use serde::Serialize;

use querybench_exec::synthetic::synthetic_catalog;
use querybench_store::insurance_catalog;

use crate::exit_codes;
use crate::output::{print_error, print_result, OutputFormat};
use crate::{CatalogArgs, CatalogKind, OutputArgs};

#[derive(Serialize)]
struct CatalogListing {
    catalog: &'static str,
    operations: Vec<String>,
}

pub async fn catalog_cmd(catalog: CatalogArgs, output: OutputArgs) -> i32 {
    let names: Result<Vec<String>, _> = match catalog.catalog {
        CatalogKind::Postgres => {
            insurance_catalog().map(|c| c.names().map(str::to_string).collect())
        }
        CatalogKind::Synthetic => {
            synthetic_catalog().map(|c| c.names().map(str::to_string).collect())
        }
    };
    let operations = match names {
        Ok(n) => n,
        Err(e) => {
            print_error(output.format, output.quiet, &format!("invalid catalog: {e}"));
            return exit_codes::RUNTIME_ERROR;
        }
    };

    let listing = CatalogListing {
        catalog: catalog.catalog.as_str(),
        operations,
    };
    if output.format == OutputFormat::Text && !output.quiet {
        println!("{} ({} operations)", listing.catalog, listing.operations.len());
        for name in &listing.operations {
            println!("  {name}");
        }
    } else {
        print_result(output.format, output.quiet, &listing);
    }
    exit_codes::SUCCESS
}
use std::time::Duration;

use serde::{Deserialize, Deserializer, Serialize};
use serde_json::Value as JsonValue;

/// Result of one query invocation. `error_message` is present iff `succeeded` is false.
#[derive(Debug, Clone, PartialEq, Serialize, Deserialize)]
pub struct ExecutionOutcome {
    pub query_index: usize,
    pub succeeded: bool,
    pub elapsed_seconds: f64,
    #[serde(default, skip_serializing_if = "Option::is_none")]
    pub error_message: Option<String>,
    /// A `null` result is `Some(Null)`; only an absent field is `None`.
    #[serde(default, deserialize_with = "present", skip_serializing_if = "Option::is_none")]
    pub result: Option<JsonValue>,
}

fn present<'de, D: Deserializer<'de>>(deserializer: D) -> Result<Option<JsonValue>, D::Error> {
    JsonValue::deserialize(deserializer).map(Some)
}

impl ExecutionOutcome {
    pub fn success(query_index: usize, elapsed: Duration, result: JsonValue) -> Self {
        Self {
            query_index,
            succeeded: true,
            elapsed_seconds: elapsed.as_secs_f64(),
            error_message: None,
            result: Some(result),
        }
    }

    pub fn failure(query_index: usize, elapsed: Duration, message: impl Into<String>) -> Self {
        Self {
            query_index,
            succeeded: false,
            elapsed_seconds: elapsed.as_secs_f64(),
            error_message: Some(message.into()),
            result: None,
        }
    }
}
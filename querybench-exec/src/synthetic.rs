//! In-memory data source for exercising the harness without a database.

use std::sync::atomic::{AtomicBool, AtomicUsize, Ordering};
use std::time::Duration;

use async_trait::async_trait;
use querybench_core::{Catalog, CatalogError, DataSource, Query, QueryError, SourceError};
use serde_json::{json, Value as JsonValue};

/// Counts handle checkouts so tests can assert nothing leaks.
#[derive(Debug, Default)]
pub struct SyntheticSource {
    acquired: AtomicUsize,
    released: AtomicUsize,
    fail_acquire: AtomicBool,
    fail_release: AtomicBool,
}

#[derive(Debug)]
pub struct SyntheticHandle {
    pub id: usize,
}

impl SyntheticSource {
    pub fn new() -> Self {
        Self::default()
    }

    pub fn failing_acquire(self) -> Self {
        self.fail_acquire.store(true, Ordering::SeqCst);
        self
    }

    pub fn failing_release(self) -> Self {
        self.fail_release.store(true, Ordering::SeqCst);
        self
    }

    pub fn acquired(&self) -> usize {
        self.acquired.load(Ordering::SeqCst)
    }

    pub fn released(&self) -> usize {
        self.released.load(Ordering::SeqCst)
    }

    pub fn outstanding(&self) -> usize {
        self.acquired() - self.released()
    }
}

#[async_trait]
impl DataSource for SyntheticSource {
    type Handle = SyntheticHandle;

    async fn acquire(&self) -> Result<SyntheticHandle, SourceError> {
        if self.fail_acquire.load(Ordering::SeqCst) {
            return Err(SourceError::Acquire("synthetic source unavailable".to_string()));
        }
        let id = self.acquired.fetch_add(1, Ordering::SeqCst);
        Ok(SyntheticHandle { id })
    }

    async fn release(&self, _handle: SyntheticHandle) -> Result<(), SourceError> {
        // The handle is gone either way; only the report differs.
        self.released.fetch_add(1, Ordering::SeqCst);
        if self.fail_release.load(Ordering::SeqCst) {
            return Err(SourceError::Release("synthetic release failure".to_string()));
        }
        Ok(())
    }
}

#[derive(Debug, Clone)]
pub enum SyntheticQuery {
    /// Sleeps, then returns `value`.
    Delay { delay: Duration, value: JsonValue },
    Fail(String),
    Panic(String),
}

impl SyntheticQuery {
    pub fn value(value: JsonValue) -> Self {
        SyntheticQuery::Delay {
            delay: Duration::ZERO,
            value,
        }
    }

    pub fn delayed(millis: u64, value: JsonValue) -> Self {
        SyntheticQuery::Delay {
            delay: Duration::from_millis(millis),
            value,
        }
    }
}

#[async_trait]
impl Query<SyntheticSource> for SyntheticQuery {
    async fn run(&self, _handle: &mut SyntheticHandle) -> Result<JsonValue, QueryError> {
        match self {
            SyntheticQuery::Delay { delay, value } => {
                if !delay.is_zero() {
                    tokio::time::sleep(*delay).await;
                }
                Ok(value.clone())
            }
            SyntheticQuery::Fail(message) => Err(QueryError::Failed(message.clone())),
            SyntheticQuery::Panic(message) => panic!("{message}"),
        }
    }
}

/// Four read shapes mirroring the insurance catalog: list, count, lookup by
/// id, and children of a parent.
pub fn synthetic_catalog() -> Result<Catalog<SyntheticSource>, CatalogError> {
    let mut catalog = Catalog::new();
    catalog.register(
        "list_rows",
        SyntheticQuery::delayed(4, json!([{"id": 1}, {"id": 2}, {"id": 3}])),
    )?;
    catalog.register("count_rows", SyntheticQuery::delayed(1, json!(3)))?;
    catalog.register("row_by_id", SyntheticQuery::delayed(2, json!({"id": 1})))?;
    catalog.register(
        "children_by_parent",
        SyntheticQuery::delayed(3, json!([{"id": 10, "parent_id": 1}])),
    )?;
    Ok(catalog)
}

*-*-*

§ **Assignment**: The reply should be a precise retyping of all the data.

§ **Exercise result**:
use serde::Serialize;

use querybench_exec::synthetic::synthetic_catalog;
use querybench_store::insurance_catalog;

use crate::exit_codes;
use crate::output::{print_error, print_result, OutputFormat};
use crate::{CatalogArgs, CatalogKind, OutputArgs};

#[derive(Serialize)]
struct CatalogListing {
    catalog: &'static str,
    operations: Vec<String>,
}

pub async fn catalog_cmd(catalog: CatalogArgs, output: OutputArgs) -> i32 {
    let names: Result<Vec<String>, _> = match catalog.catalog {
        CatalogKind::Postgres => {
            insurance_catalog().map(|c| c.names().map(str::to_string).collect())
        }
        CatalogKind::Synthetic => {
            synthetic_catalog().map(|c| c.names().map(str::to_string).collect())
        }
    };
    let operations = match names {
        Ok(n) => n,
        Err(e) => {
            print_error(output.format, output.quiet, &format!("invalid catalog: {e}"));
            return exit_codes::RUNTIME_ERROR;
        }
    };

    let listing = CatalogListing {
        catalog: catalog.catalog.as_str(),
        operations,
    };
    if output.format == OutputFormat::Text && !output.quiet {
        println!("{} ({} operations)", listing.catalog, listing.operations.len());
        for name in &listing.operations {
            println!("  {name}");
        }
    } else {
        print_result(output.format, output.quiet, &listing);
    }
    exit_codes::SUCCESS
}
use std::time::Duration;

use serde::{Deserialize, Deserializer, Serialize};
use serde_json::Value as JsonValue;

/// Result of one query invocation. `error_message` is present iff `succeeded` is false.
#[derive(Debug, Clone, PartialEq, Serialize, Deserialize)]
pub struct ExecutionOutcome {
    pub query_index: usize,
    pub succeeded: bool,
    pub elapsed_seconds: f64,
    #[serde(default, skip_serializing_if = "Option::is_none")]
    pub error_message: Option<String>,
    /// A `null` result is `Some(Null)`; only an absent field is `None`.
    #[serde(default, deserialize_with = "present", skip_serializing_if = "Option::is_none")]
    pub result: Option<JsonValue>,
}

fn present<'de, D: Deserializer<'de>>(deserializer: D) -> Result<Option<JsonValue>, D::Error> {
    JsonValue::deserialize(deserializer).map(Some)
}

impl ExecutionOutcome {
    pub fn success(query_index: usize, elapsed: Duration, result: JsonValue) -> Self {
        Self {
            query_index,
            succeeded: true,
            elapsed_seconds: elapsed.as_secs_f64(),
            error_message: None,
            result: Some(result),
        }
    }

    pub fn failure(query_index: usize, elapsed: Duration, message: impl Into<String>) -> Self {
        Self {
            query_index,
            succeeded: false,
            elapsed_seconds: elapsed.as_secs_f64(),
            error_message: Some(message.into()),
            result: None,
        }
    }
}
filename querybench-exec/src/synthetic.rs
//! In-memory data source for exercising the harness without a database.

use std::sync::atomic::{AtomicBool, AtomicUsize, Ordering};
use std::time::Duration;

use async_trait::async_trait;
use querybench_core::{Catalog, CatalogError, DataSource, Query, QueryError, SourceError};
use serde_json::{json, Value as JsonValue};

/// Counts handle checkouts so tests can assert nothing leaks.
#[derive(Debug, Default)]
pub struct SyntheticSource {
    acquired: AtomicUsize,
    released: AtomicUsize,
    fail_acquire: AtomicBool,
    fail_release: AtomicBool,
}

#[derive(Debug)]
pub struct SyntheticHandle {
    pub id: usize,
}

impl SyntheticSource {
    pub fn new() -> Self {
        Self::default()
    }

    pub fn failing_acquire(self) -> Self {
        self.fail_acquire.store(true, Ordering::SeqCst);
        self
    }

    pub fn failing_release(self) -> Self {
        self.fail_release.store(true, Ordering::SeqCst);
        self
    }

    pub fn acquired(&self) -> usize {
        self.acquired.load(Ordering::SeqCst)
    }

    pub fn released(&self) -> usize {
        self.released.load(Ordering::SeqCst)
    }

    pub fn outstanding(&self) -> usize {
        self.acquired() - self.released()
    }
}

#[async_trait]
impl DataSource for SyntheticSource {
    type Handle = SyntheticHandle;

    async fn acquire(&self) -> Result<SyntheticHandle, SourceError> {
        if self.fail_acquire.load(Ordering::SeqCst) {
            return Err(SourceError::Acquire("synthetic source unavailable".to_string()));
        }
        let id = self.acquired.fetch_add(1, Ordering::SeqCst);
        Ok(SyntheticHandle { id })
    }

    async fn release(&self, _handle: SyntheticHandle) -> Result<(), SourceError> {
        // The handle is gone either way; only the report differs.
        self.released.fetch_add(1, Ordering::SeqCst);
        if self.fail_release.load(Ordering::SeqCst) {
            return Err(SourceError::Release("synthetic release failure".to_string()));
        }
        Ok(())
    }
}

#[derive(Debug, Clone)]
pub enum SyntheticQuery {
    /// Sleeps, then returns `value`.
    Delay { delay: Duration, value: JsonValue },
    Fail(String),
    Panic(String),
}

impl SyntheticQuery {
    pub fn value(value: JsonValue) -> Self {
        SyntheticQuery::Delay {
            delay: Duration::ZERO,
            value,
        }
    }

    pub fn delayed(millis: u64, value: JsonValue) -> Self {
        SyntheticQuery::Delay {
            delay: Duration::from_millis(millis),
            value,
        }
    }
}

#[async_trait]
impl Query<SyntheticSource> for SyntheticQuery {
    async fn run(&self, _handle: &mut SyntheticHandle) -> Result<JsonValue, QueryError> {
        match self {
            SyntheticQuery::Delay { delay, value } => {
                if !delay.is_zero() {
                    tokio::time::sleep(*delay).await;
                }
                Ok(value.clone())
            }
            SyntheticQuery::Fail(message) => Err(QueryError::Failed(message.clone())),
            SyntheticQuery::Panic(message) => panic!("{message}"),
        }
    }
}

/// Four read shapes mirroring the insurance catalog: list, count, lookup by
/// id, and children of a parent.
pub fn synthetic_catalog() -> Result<Catalog<SyntheticSource>, CatalogError> {
    let mut catalog = Catalog::new();
    catalog.register(
        "list_rows",
        SyntheticQuery::delayed(4, json!([{"id": 1}, {"id": 2}, {"id": 3}])),
    )?;
    catalog.register("count_rows", SyntheticQuery::delayed(1, json!(3)))?;
    catalog.register("row_by_id", SyntheticQuery::delayed(2, json!({"id": 1})))?;
    catalog.register(
        "children_by_parent",
        SyntheticQuery::delayed(3, json!([{"id": 10, "parent_id": 1}])),
    )?;
    Ok(catalog)
}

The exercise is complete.